Ilona Eibenschütz (24 March 1871 – 21 May 1967) was a Hungarian pianist.

Eibenschütz was introduced to music by her cousin Albert Eibenschütz. Franz Liszt is said to have played at a concert with her when she was five years old. She later studied with Carl Marek, and from 1878 to 1885 at the Leipzig Conservatory under Hans Schmitt, and then, from 1885 to 1890, with Clara Schumann at the Hoch Conservatory in Frankfurt. There she met Johannes Brahms in 1886, and remained close to him until his death in 1897.

Eibenschütz heard Brahms play his own music on various occasions, and in 1926, she wrote (as Mrs. Carl Derenburg) for The Musical Times, "[Brahms] played as if he were improvising, with heart and soul, sometimes humming to himself, forgetting everything around him. His playing was altogether grand and noble, like his compositions."

In the summer of 1893, Brahms privately premiered his piano pieces, Opp. 118 and 119, to Eibenschütz. She later wrote, "It was of course the most wonderful thing for me to hear these pieces as nobody yet knew anything about them.

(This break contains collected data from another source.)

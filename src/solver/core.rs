use std::collections::BTreeMap;
use std::collections::HashMap;
use std::collections::btree_map::Entry;

use log::{debug, info, warn};
use rayon::prelude::*;

use crate::expression::{Expression, UnaryOp};
use crate::solver::config::SolverConfig;
use crate::solver::equation::Equation;
use crate::solver::errors::SolverError;
use crate::solver::knowledge::{
    Knowledge, Node, Source, ValueKey, absorb, merge_into, merge_knowledge,
};
use crate::solver::result::SearchResult;
use crate::utils::{literal_value, split_points, validate_digit_string};

/// Knowledge per proper digit run. Equal runs at different positions share an entry.
type Memo<'a> = HashMap<&'a str, Knowledge>;

/// Tolerance used to decide that a value can no longer become an integer
const PRUNE_TOLERANCE: f64 = 1e-6;

fn near_integer(value: f64, tolerance: f64) -> bool {
    (value - value.round()).abs() < tolerance
}

/// What the whole digit string is being searched for
#[derive(Debug, Clone, Copy)]
enum Goal {
    /// Every integer in `0..=max`
    Targets { max: u32, epsilon: f64 },
    /// One value
    Value { target: f64, epsilon: f64 },
}

impl Goal {
    /// Result slot for `value`, if it satisfies the goal
    fn slot(self, value: f64) -> Option<u32> {
        match self {
            Goal::Targets { max, epsilon } => {
                let rounded = value.round();
                if (value - rounded).abs() >= epsilon {
                    return None;
                }
                if rounded < 0.0 || rounded > f64::from(max) {
                    return None;
                }
                Some(rounded as u32)
            }
            Goal::Value { target, epsilon } => ((value - target).abs() < epsilon).then_some(0),
        }
    }

    /// Negation, square root and factorial never turn a non-integer into an
    /// integer, so such values are dead ends when the goal is an integer.
    fn is_dead_end(self, value: f64) -> bool {
        let integer_goal = match self {
            Goal::Targets { .. } => true,
            Goal::Value { target, .. } => near_integer(target, PRUNE_TOLERANCE),
        };
        integer_goal && !near_integer(value, PRUNE_TOLERANCE)
    }
}

/// Cheapest way found to land in one result slot: a base value for the
/// whole digit string followed by a chain of unary operators.
#[derive(Debug, Clone, PartialEq, Eq)]
struct Landing {
    cost: u32,
    base: Source,
    base_key: ValueKey,
    chain: Vec<UnaryOp>,
}

impl Landing {
    fn is_better_than(&self, other: &Landing) -> bool {
        (self.cost, &self.base, &self.chain) < (other.cost, &other.base, &other.chain)
    }
}

type Landings = BTreeMap<u32, Landing>;

fn offer(acc: &mut Landings, slot: u32, landing: Landing) {
    match acc.entry(slot) {
        Entry::Occupied(mut o) => {
            if landing.is_better_than(o.get()) {
                o.insert(landing);
            }
        }
        Entry::Vacant(v) => {
            v.insert(landing);
        }
    }
}

fn merge_landings(mut a: Landings, b: Landings) -> Landings {
    for (slot, landing) in b {
        offer(&mut a, slot, landing);
    }
    a
}

/// Main solver for finding expressions over a digit string
#[derive(Debug, Clone, Default)]
pub struct ExpressionSolver {
    config: SolverConfig,
}

impl ExpressionSolver {
    /// Create a solver with the default configuration
    pub fn new() -> Self {
        Self::default()
    }

    pub fn with_config(config: SolverConfig) -> Self {
        Self { config }
    }

    /// Get a reference to the solver configuration
    pub fn config(&self) -> &SolverConfig {
        &self.config
    }

    /// Find the cheapest expression for every integer target in `0..=max_target`.
    ///
    /// # Errors
    ///
    /// Fails if `digits` is empty, contains anything but ASCII digits, or is
    /// longer than the configured maximum.
    pub fn search(&self, digits: &str) -> Result<SearchResult, SolverError> {
        self.check_input(digits)?;

        info!("Start searching for '{}'", digits);
        let memo = self.prepare(digits);
        let goal = Goal::Targets {
            max: self.config.max_target,
            epsilon: self.config.epsilon,
        };
        let entries: Vec<(u32, Equation)> = self
            .land(&memo, digits, goal)
            .into_iter()
            .filter_map(|(target, landing)| Some((target, self.realize(&memo, digits, &landing)?)))
            .collect();

        info!(
            "Reached {} of {} targets with '{}'",
            entries.len(),
            self.config.max_target as usize + 1,
            digits
        );
        Ok(SearchResult::from_equations(digits, entries))
    }

    /// Find the cheapest expression whose value is within `epsilon` of `target`.
    ///
    /// # Errors
    ///
    /// Fails on the same inputs as [`ExpressionSolver::search`].
    pub fn find_expression(
        &self,
        digits: &str,
        target: f64,
    ) -> Result<Option<Equation>, SolverError> {
        self.check_input(digits)?;

        let memo = self.prepare(digits);
        let goal = Goal::Value {
            target,
            epsilon: self.config.epsilon,
        };
        let found = self
            .land(&memo, digits, goal)
            .remove(&0)
            .and_then(|landing| self.realize(&memo, digits, &landing));

        match &found {
            Some(equation) => info!("Found match for {}: {}", target, equation.expression),
            None => info!("No expression over '{}' reaches {}", digits, target),
        }
        Ok(found)
    }

    fn check_input(&self, digits: &str) -> Result<(), SolverError> {
        validate_digit_string(digits)?;
        if digits.len() > self.config.max_digits {
            warn!(
                "'{}' is longer than the {} digit limit",
                digits, self.config.max_digits
            );
            return Err(SolverError::TooManyDigits {
                len: digits.len(),
                max: self.config.max_digits,
            });
        }
        Ok(())
    }

    /// Build the tables of every proper digit run of `digits`.
    fn prepare<'a>(&self, digits: &'a str) -> Memo<'a> {
        let mut memo = Memo::new();
        for (left, right) in split_points(digits) {
            self.explore(&mut memo, left);
            self.explore(&mut memo, right);
        }
        debug!(
            "Prepared {} sub-tables holding {} values",
            memo.len(),
            memo.values().map(Knowledge::len).sum::<usize>()
        );
        memo
    }

    fn explore<'a>(&self, memo: &mut Memo<'a>, digits: &'a str) {
        if memo.contains_key(digits) {
            return;
        }

        for (left, right) in split_points(digits) {
            self.explore(memo, left);
            self.explore(memo, right);
        }

        let mut knowledge = Knowledge::default();
        if let Some(value) = literal_value(digits) {
            absorb(
                &mut knowledge,
                ValueKey::of(value),
                Node {
                    cost: 0,
                    source: Source::Literal,
                },
            );
        }

        let pairs = Self::split_tables(memo, digits);
        let combined = self.combine(&pairs);
        merge_into(&mut knowledge, combined);
        debug!(
            "Combined {} splits of '{}' into {} values",
            pairs.len(),
            digits,
            knowledge.len()
        );

        self.expand_unary(digits, &mut knowledge);
        memo.insert(digits, knowledge);
    }

    /// The two tables on either side of every cut of `digits`
    fn split_tables<'m>(
        memo: &'m Memo<'_>,
        digits: &str,
    ) -> Vec<(u32, &'m Knowledge, &'m Knowledge)> {
        split_points(digits)
            .filter_map(|(left, right)| {
                let split = u32::try_from(left.len()).ok()?;
                Some((split, memo.get(left)?, memo.get(right)?))
            })
            .collect()
    }

    /// Apply every binary operator to every pair drawn from each split.
    fn combine(&self, pairs: &[(u32, &Knowledge, &Knowledge)]) -> Knowledge {
        let ops = &self.config.binary_ops;
        pairs
            .par_iter()
            .flat_map(|&(split, left, right)| {
                left.par_iter().map(move |(&lk, ln)| (split, lk, ln, right))
            })
            .fold(Knowledge::default, |mut acc, (split, lk, ln, right)| {
                let lhs = lk.value();
                for (&rk, rn) in right {
                    for &op in ops {
                        let Ok(value) = op.apply(lhs, rk.value()) else {
                            continue;
                        };
                        if !self.admits(value) {
                            continue;
                        }
                        let node = Node {
                            cost: ln.cost + rn.cost + op.cost(),
                            source: Source::Binary {
                                op,
                                split,
                                left: lk,
                                right: rk,
                            },
                        };
                        absorb(&mut acc, ValueKey::of(value), node);
                    }
                }
                acc
            })
            .reduce(Knowledge::default, merge_knowledge)
    }

    fn expand_unary(&self, digits: &str, knowledge: &mut Knowledge) {
        let ops = &self.config.unary_ops;
        if ops.is_empty() {
            return;
        }

        for round in 0..self.config.unary_rounds {
            let applied = knowledge
                .par_iter()
                .fold(Knowledge::default, |mut acc, (&key, node)| {
                    for &op in ops {
                        if let Some(value) = self.apply_unary(op, key.value()) {
                            let derived = Node {
                                cost: node.cost + op.cost(),
                                source: Source::Unary(op, key),
                            };
                            absorb(&mut acc, ValueKey::of(value), derived);
                        }
                    }
                    acc
                })
                .reduce(Knowledge::default, merge_knowledge);

            let changed = merge_into(knowledge, applied);
            debug!(
                "Unary round {} on '{}' changed {} values",
                round + 1,
                digits,
                changed
            );
            if changed == 0 {
                break;
            }
        }
    }

    /// Combine the sub-tables one last time for the whole digit string,
    /// keeping only what lands in a result slot.
    fn land(&self, memo: &Memo<'_>, digits: &str, goal: Goal) -> Landings {
        let mut landings = Landings::new();
        let mut chain = Vec::new();
        if let Some(value) = literal_value(digits) {
            let key = ValueKey::of(value);
            let base = (Source::Literal, key);
            self.walk(&mut landings, goal, value, 0, base, &mut chain);
        }

        let ops = &self.config.binary_ops;
        let pairs = Self::split_tables(memo, digits);
        let combined = pairs
            .par_iter()
            .flat_map(|&(split, left, right)| {
                left.par_iter().map(move |(&lk, ln)| (split, lk, ln, right))
            })
            .fold(Landings::new, |mut acc, (split, lk, ln, right)| {
                let lhs = lk.value();
                let mut chain = Vec::new();
                for (&rk, rn) in right {
                    for &op in ops {
                        let Ok(value) = op.apply(lhs, rk.value()) else {
                            continue;
                        };
                        if !self.admits(value) || goal.is_dead_end(value) {
                            continue;
                        }
                        let base = Source::Binary {
                            op,
                            split,
                            left: lk,
                            right: rk,
                        };
                        let cost = ln.cost + rn.cost + op.cost();
                        let base = (base, ValueKey::of(value));
                        self.walk(&mut acc, goal, value, cost, base, &mut chain);
                    }
                }
                acc
            })
            .reduce(Landings::new, merge_landings);

        merge_landings(landings, combined)
    }

    /// Offer `value` to its slot, then follow unary chains from it.
    fn walk(
        &self,
        acc: &mut Landings,
        goal: Goal,
        value: f64,
        cost: u32,
        base: (Source, ValueKey),
        chain: &mut Vec<UnaryOp>,
    ) {
        if let Some(slot) = goal.slot(value) {
            let beaten = acc.get(&slot).is_some_and(|known| known.cost < cost);
            if !beaten {
                let landing = Landing {
                    cost,
                    base: base.0,
                    base_key: base.1,
                    chain: chain.clone(),
                };
                offer(acc, slot, landing);
            }
        }

        if chain.len() >= self.config.unary_rounds {
            return;
        }
        for &op in &self.config.unary_ops {
            if op == UnaryOp::Neg && chain.last() == Some(&UnaryOp::Neg) {
                continue;
            }
            let Some(next) = self.apply_unary(op, value) else {
                continue;
            };
            if goal.is_dead_end(next) {
                continue;
            }
            chain.push(op);
            self.walk(acc, goal, next, cost + op.cost(), base, chain);
            chain.pop();
        }
    }

    fn apply_unary(&self, op: UnaryOp, value: f64) -> Option<f64> {
        if op.is_identity(value) {
            return None;
        }
        op.apply(value).ok().filter(|&v| self.admits(v))
    }

    fn admits(&self, value: f64) -> bool {
        value.abs() <= self.config.max_magnitude
    }

    /// Turn a landing back into an expression tree.
    fn realize(&self, memo: &Memo<'_>, digits: &str, landing: &Landing) -> Option<Equation> {
        let base = match landing.base {
            Source::Literal => Expression::Number(landing.base_key.value()),
            Source::Binary {
                op,
                split,
                left,
                right,
            } => {
                let (l, r) = digits.split_at_checked(split as usize)?;
                Expression::binary(op, rebuild(memo, l, left)?, rebuild(memo, r, right)?)
            }
            Source::Unary(..) => return None,
        };
        let expression = landing
            .chain
            .iter()
            .fold(base, |inner, &op| Expression::unary(op, inner));

        match Equation::new(expression) {
            Ok(equation) => Some(equation),
            Err(e) => {
                warn!(
                    "Dropping a result for '{}' that no longer evaluates: {}",
                    digits, e
                );
                None
            }
        }
    }
}

/// Rebuild the expression stored for `key` in the table of `digits`.
///
/// A unary node always costs more than its child, so following children
/// never revisits a value.
fn rebuild(memo: &Memo<'_>, digits: &str, key: ValueKey) -> Option<Expression> {
    let node = memo.get(digits)?.get(&key)?;
    match node.source {
        Source::Literal => Some(Expression::Number(key.value())),
        Source::Unary(op, child) => Some(Expression::unary(op, rebuild(memo, digits, child)?)),
        Source::Binary {
            op,
            split,
            left,
            right,
        } => {
            let (l, r) = digits.split_at_checked(split as usize)?;
            Some(Expression::binary(
                op,
                rebuild(memo, l, left)?,
                rebuild(memo, r, right)?,
            ))
        }
    }
}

I was the first to whom he played them."

Eibenschütz's teacher, Clara Schumann, was Brahms's closest personal and musical friend, but expressed reservations privately to Brahms about Eibenschütz's playing, writing to him on 1 February 1894 that "she goes too quickly over everything." (The translation is by Jerrold Northrop Moore in his booklet notes to the Pearl CD, "Pupils of Clara Schumann" - Pearl CDS 99049 - which includes recordings of Eibenschütz.)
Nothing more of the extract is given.